Dr Kate Hudson
CND General Secretary
Kate Hudson has been General Secretary of CND since September 2010. Prior to this she served as the organisation's Chair from 2003. She is a leading anti-nuclear and anti-war campaigner nationally and internationally.

Last month NATO heads of state met in Madrid for this year’s summit meeting. As expected, a new Strategic Concept was unveiled, setting NATO’s evolving global development in the context of the war in Ukraine. While the long-term orientation towards a military build-up in the Indo Pacific to counter China continues, there is an intensification of focus on Russia and eastern Europe in particular, including a substantial increase in military forces in the latter. Significant stress is laid on Article 5 of the NATO treaty, which provides for collective defence – an attack on one is an attack on all. The Open Door policy has been reaffirmed, with the membership of Sweden and Finland endorsed, and others potentially welcomed further down the line. Taken together with an escalating militarization across our societies, the summit outcomes indicate a deepening preparation for major war, in Europe or beyond. The great danger we all face is that this preparation for war actually increases the risk of war.

Nowhere is this more worryingly spelled out than in NATO’s new Chemical, Biological, Radiological and Nuclear (CBRN) Defence Policy, published alongside the new Strategic Concept. This underpins NATO’s ‘defence and deterrence’ posture and states that ‘Allies will have all the appropriate tools to ensure that potential adversaries do not perceive that they can gain a clear advantage against NATO by using, or threatening to use, CBRN materials.’

Rather than following the path pursued through the TPNW, of recognising that nuclear weapons are so dangerous they must be outlawed, NATO has clearly decided that nukes are so dangerous that we must have a lot more. The additional problem is that NATO suffers from the delusion that we can be made safe from them: ‘NATO’s populations, territories and forces will be defended and secure against the threat or use of chemical, biological, radiological or nuclear materials and weapons of mass destruction.’

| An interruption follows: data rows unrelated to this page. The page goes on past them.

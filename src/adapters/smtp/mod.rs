pub mod mail_dispatcher;

pub use mail_dispatcher::MailDispatcher as SmtpMailDispatcher;
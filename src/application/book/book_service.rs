use crate::application::ServiceDependencies;
use crate::domain::{self, Book, BookFilter, BookId, Page, PageRequest, commands::CreateBook};
use crate::ports::WriteOutcome;

use super::errors::{BookApplicationError, Result};

/// 書籍を登録する
///
/// ビジネスルール：
/// - ISBNは書籍間で一意であること
///
/// 各フィールドは前後の空白を除いて保存する。
/// ISBNの存在確認を行ってから挿入する。挿入自体も一意制約で守られているため、
/// 同時に同じISBNが登録された場合も`DuplicateIsbn`になる。
///
/// # 戻り値
/// ID採番済みの書籍
pub async fn create_book(deps: &ServiceDependencies, cmd: CreateBook) -> Result<Book> {
    let book = Book::new(cmd.title.trim(), cmd.author.trim(), cmd.isbn.trim());

    // 1. ISBNの重複確認
    let exists = deps
        .book_repository
        .exists_by_isbn(&book.isbn)
        .await
        .map_err(BookApplicationError::RepositoryError)?;

    if exists {
        tracing::warn!(isbn = %book.isbn, "rejected book with duplicate isbn");
        return Err(BookApplicationError::DuplicateIsbn);
    }

    // 2. 保存
    match deps
        .book_repository
        .insert(&book)
        .await
        .map_err(BookApplicationError::RepositoryError)?
    {
        WriteOutcome::Written(saved) => Ok(saved),
        WriteOutcome::Conflict => Err(BookApplicationError::DuplicateIsbn),
    }
}

/// IDで書籍を取得する
///
/// 見つからない場合はエラーではなく`None`を返す。
pub async fn get_book_by_id(deps: &ServiceDependencies, id: BookId) -> Result<Option<Book>> {
    deps.book_repository
        .get_by_id(id)
        .await
        .map_err(BookApplicationError::RepositoryError)
}

/// ISBNで書籍を取得する
pub async fn get_book_by_isbn(deps: &ServiceDependencies, isbn: &str) -> Result<Option<Book>> {
    deps.book_repository
        .find_by_isbn(isbn)
        .await
        .map_err(BookApplicationError::RepositoryError)
}

/// 書籍を更新する
///
/// タイトルと著者のみ上書きされる。ISBNは変更されない。
///
/// # エラー
/// - InvalidArgument: IDが未採番
/// - BookNotFound: 該当する書籍が存在しない
pub async fn update_book(deps: &ServiceDependencies, book: Book) -> Result<Book> {
    let id = book.require_id()?;

    deps.book_repository
        .update(id, &book)
        .await
        .map_err(BookApplicationError::RepositoryError)?
        .ok_or(BookApplicationError::BookNotFound)
}

/// 書籍を削除する
///
/// # エラー
/// - InvalidArgument: IDが未採番
/// - BookNotFound: 該当する書籍が存在しない
/// - BookHasLoans: 貸出履歴から参照されている
pub async fn delete_book(deps: &ServiceDependencies, book: &Book) -> Result<()> {
    let id = book.require_id()?;

    match deps
        .book_repository
        .delete(id)
        .await
        .map_err(BookApplicationError::RepositoryError)?
    {
        WriteOutcome::Written(true) => Ok(()),
        WriteOutcome::Written(false) => Err(BookApplicationError::BookNotFound),
        WriteOutcome::Conflict => Err(BookApplicationError::BookHasLoans),
    }
}

/// 条件に一致する書籍をページ単位で検索する
///
/// 値が入っているフィールドのみ、大文字小文字を区別しない部分一致で比較する。
pub async fn find_books(
    deps: &ServiceDependencies,
    filter: &BookFilter,
    page: PageRequest,
) -> Result<Page<Book>> {
    deps.book_repository
        .find(filter, page)
        .await
        .map_err(BookApplicationError::RepositoryError)
}

/// 書籍のタイトルと著者を書き換えて更新する
///
/// APIの更新処理で使う、取得済みの書籍に対する簡易版。
pub async fn revise_book(
    deps: &ServiceDependencies,
    book: Book,
    title: String,
    author: String,
) -> Result<Book> {
    update_book(deps, domain::book::revise_book(book, title, author)).await
}
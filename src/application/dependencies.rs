use crate::ports::*;
use std::sync::Arc;

/// サービスの依存関係
///
/// 振る舞いは持たず、アプリケーション層の関数に依存関係を明示的に渡すためのデータ構造。
/// グローバルなサービスロケータは使わない。
#[derive(Clone)]
pub struct ServiceDependencies {
    pub book_repository: Arc<dyn BookRepository>,
    pub loan_repository: Arc<dyn LoanRepository>,
    pub mail_dispatcher: Arc<dyn MailDispatcher>,
}
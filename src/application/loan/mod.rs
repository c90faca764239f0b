mod errors;
mod loan_service;
mod overdue_detection;

pub use errors::{LoanApplicationError, Result};
pub use loan_service::{
    find_late_loans, find_loans, get_all_late_loans, get_loan_by_id, get_loans_by_book,
    loan_book, return_loan, save_loan, update_loan,
};
pub use overdue_detection::{notify_late_loans, notify_late_loans_as_of};
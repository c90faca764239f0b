use chrono::{Days, NaiveDate};
use serde::{Deserialize, Serialize};

use super::{Book, IdentityError, LoanId, ReturnStatus, book::non_blank};

/// 延滞とみなすまでの日数
///
/// 貸出日が「今日 - 4日」以前で未返却の貸出は延滞扱い。
pub const LATE_LOAN_DAYS: u64 = 4;

/// 貸出 - 1冊の書籍の1回の貸出
///
/// 書籍は参照のみ保持し、書籍のライフサイクルは所有しない。
#[derive(Debug, Clone, PartialEq, Eq, Serialize, Deserialize)]
pub struct Loan {
    pub id: Option<LoanId>,
    pub book: Book,
    pub customer: String,
    pub customer_email: Option<String>,
    pub loan_date: NaiveDate,
    pub returned: ReturnStatus,
}

impl Loan {
    /// 貸出中か（返却フラグが未設定またはfalse）
    pub fn is_active(&self) -> bool {
        self.returned.is_open()
    }

    /// 採番済みのIDを取得する
    pub fn require_id(&self) -> Result<LoanId, IdentityError> {
        self.id.ok_or(IdentityError::LoanIdMissing)
    }
}

/// 純粋関数：書籍を貸し出す
///
/// 未保存の貸出を作成する。返却フラグは未設定（Unset）。
/// 顧客名とメールアドレスは前後の空白を除いて保持し、空のメールアドレスはNoneにする。
/// 「1冊につき貸出中は1件まで」の確認はアプリケーション層とストアが行う。
pub fn open_loan(
    book: Book,
    customer: String,
    customer_email: Option<String>,
    loan_date: NaiveDate,
) -> Loan {
    Loan {
        id: None,
        book,
        customer: customer.trim().to_string(),
        customer_email: non_blank(customer_email.as_deref()).map(str::to_string),
        loan_date,
        returned: ReturnStatus::Unset,
    }
}

/// 純粋関数：返却フラグを設定する
///
/// 返却済みへの変更は常に許可される。
pub fn mark_returned(loan: Loan, returned: bool) -> Loan {
    Loan {
        returned: returned.into(),
        ..loan
    }
}

/// 延滞判定の基準日
///
/// この日付以前に貸し出された未返却の貸出が延滞となる。
pub fn late_loan_cutoff(today: NaiveDate) -> NaiveDate {
    today
        .checked_sub_days(Days::new(LATE_LOAN_DAYS))
        .unwrap_or(NaiveDate::MIN)
}

/// 純粋関数：延滞判定
pub fn is_late(loan: &Loan, today: NaiveDate) -> bool {
    loan.is_active() && loan.loan_date <= late_loan_cutoff(today)
}

/// 貸出の検索条件
///
/// 書籍のISBNが一致する貸出と、顧客名が一致する貸出の和集合を返す（OR条件）。
/// 未指定のフィールドは条件に加えない。条件が1つもない場合は何も一致しない。
#[derive(Debug, Clone, Default, PartialEq, Eq, Deserialize)]
pub struct LoanFilter {
    pub isbn: Option<String>,
    pub customer: Option<String>,
}

impl LoanFilter {
    pub fn isbn(&self) -> Option<&str> {
        non_blank(self.isbn.as_deref())
    }

    pub fn customer(&self) -> Option<&str> {
        non_blank(self.customer.as_deref())
    }

    pub fn is_empty(&self) -> bool {
        self.isbn().is_none() && self.customer().is_none()
    }

    /// メモリ上の貸出が条件を満たすか判定する
    pub fn matches(&self, loan: &Loan) -> bool {
        let by_isbn = self.isbn().is_some_and(|isbn| loan.book.isbn == isbn);
        let by_customer = self
            .customer()
            .is_some_and(|customer| loan.customer == customer);
        by_isbn || by_customer
    }
}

How can that possibly be the case? To revert to a slogan from previous times: No nukes is good nukes! And the global majority agree with that. To counter NATO’s preparation for war, peace activists from around the world gathered in Madrid to discuss an alternative vision of global security – and to strategize for moving forward together. The message was clear:

‘The international peace movement calls on social movements such as trade unions, environmental movement, women’s, youth, anti-racism organizations to resist the militarization of our societies that can only come at the expense of social welfare, public services, the environment, and human rights. Together we can work for a different security order based on dialogue, cooperation, disarmament, common and human security. This is not only desirable, but necessary if we want to preserve the planet from threats and challenges posed by nuclear weapons, climate change and poverty.’